Thursday, May 18, 2017
18 Things You Can Clean in the Washing Machine
Compliments of Chelsea Faulkner
By now, we all know that our washing machines can be used for so much more than clothes — think sneakers, bedding and even baseball hats. But did you know this magical cleaning machine is capable of so much more? There's a long laundry list (pun intended) of surprising household messes this handy appliance can tackle. And all you have to do is push "start."
Those cloth floor mats in your car are totally machine-washable. If they're extra dirty or spotted with spill stains, shoot the soiled areas with a little stain remover before washing on warm with your normal detergent and hanging to dry. Try not to do this more than once every few months, however, as the rubber backing could start to deteriorate from too many spin cycles.
Plastic Shower Curtains & Liners
I used to replace my liners every month or so when they started to show soap scum. Now I just throw them in the washer with a few bath towels and wash on cold with my regular laundry detergent.

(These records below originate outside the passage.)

//! Rendering layer
//!
//! The Vulkan backend plus the collaborator contracts it consumes: the
//! developer-console overlay hook and the GPU frame-time profiler sink.

use ash::vk;

/// Vulkan rendering backend
pub mod vulkan;

pub use vulkan::{PhotonRenderer, VulkanError, VulkanResult};

/// Developer-console overlay collaborator.
///
/// Invoked once per frame inside the output pass's render-pass scope with an
/// open command buffer; the implementation records its own draw commands and
/// returns nothing. The core treats it as opaque.
pub trait ConsoleOverlay {
    /// Record overlay draw commands into the active output render pass
    fn record(&mut self, command_buffer: vk::CommandBuffer, image_index: usize, frame_index: usize);
}

/// Console overlay that draws nothing
pub struct NullConsole;

impl ConsoleOverlay for NullConsole {
    fn record(&mut self, _: vk::CommandBuffer, _: usize, _: usize) {}
}

/// Profiler collaborator receiving GPU frame times derived from the
/// per-frame timestamp queries.
pub trait FrameProfiler {
    /// Report one completed frame's GPU time in milliseconds
    fn record_gpu_frame_time(&mut self, millis: f64);
}

/// Profiler sink that forwards frame times to the log facade
#[derive(Default)]
pub struct LogProfiler;

impl FrameProfiler for LogProfiler {
    fn record_gpu_frame_time(&mut self, millis: f64) {
        log::debug!("GPU frame time: {millis:.3} ms");
    }
}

They come out looking good as new and save me the cost of two iced coffees a month.
Rubber Shower Mats
When your non-slip mat starts to look yucky, run it through the regular cycle with a few towels (these add extra scrubbing power) and a small amount of your normal detergent.
Unless the care label says otherwise, most yoga mats can be cleaned on the delicate cycle with no detergent and tossed in the dryer on medium heat.
Cloth and canvas bags, including backpacks, reusable grocery bags, gym bags, purses and more, are usually washer friendly. Simply turn them inside-out, place in a mesh laundry bag and wash on warm with detergent. However, if your bag is bejeweled or decorated with iron-on appliques, you'll want to opt for hand wash instead.
Soft-Sided Lunch Boxes & Insulated Coolers
Skip Hop Zoo Zebra Lunchie, All Childrens Furniture
As always, check your care labels, but most insulated lunch boxes and coolers are totally fine to clean in the washing machine. Throw in with a few towels on cold, then hang upside-down with the zipper open to dry.
Rubber-Backed Rugs & Mats
Eric Perry, 2013, Scripps Networks, LLC
Cotton or synthetic rugs with rubber backs can be washed about once a month to remove mold, mildew and other bathroom nasties. Arrange the rug around the central agitator in the washer and add a few towels to balance the load. Wash on cold with a small amount of detergent, then hang to dry.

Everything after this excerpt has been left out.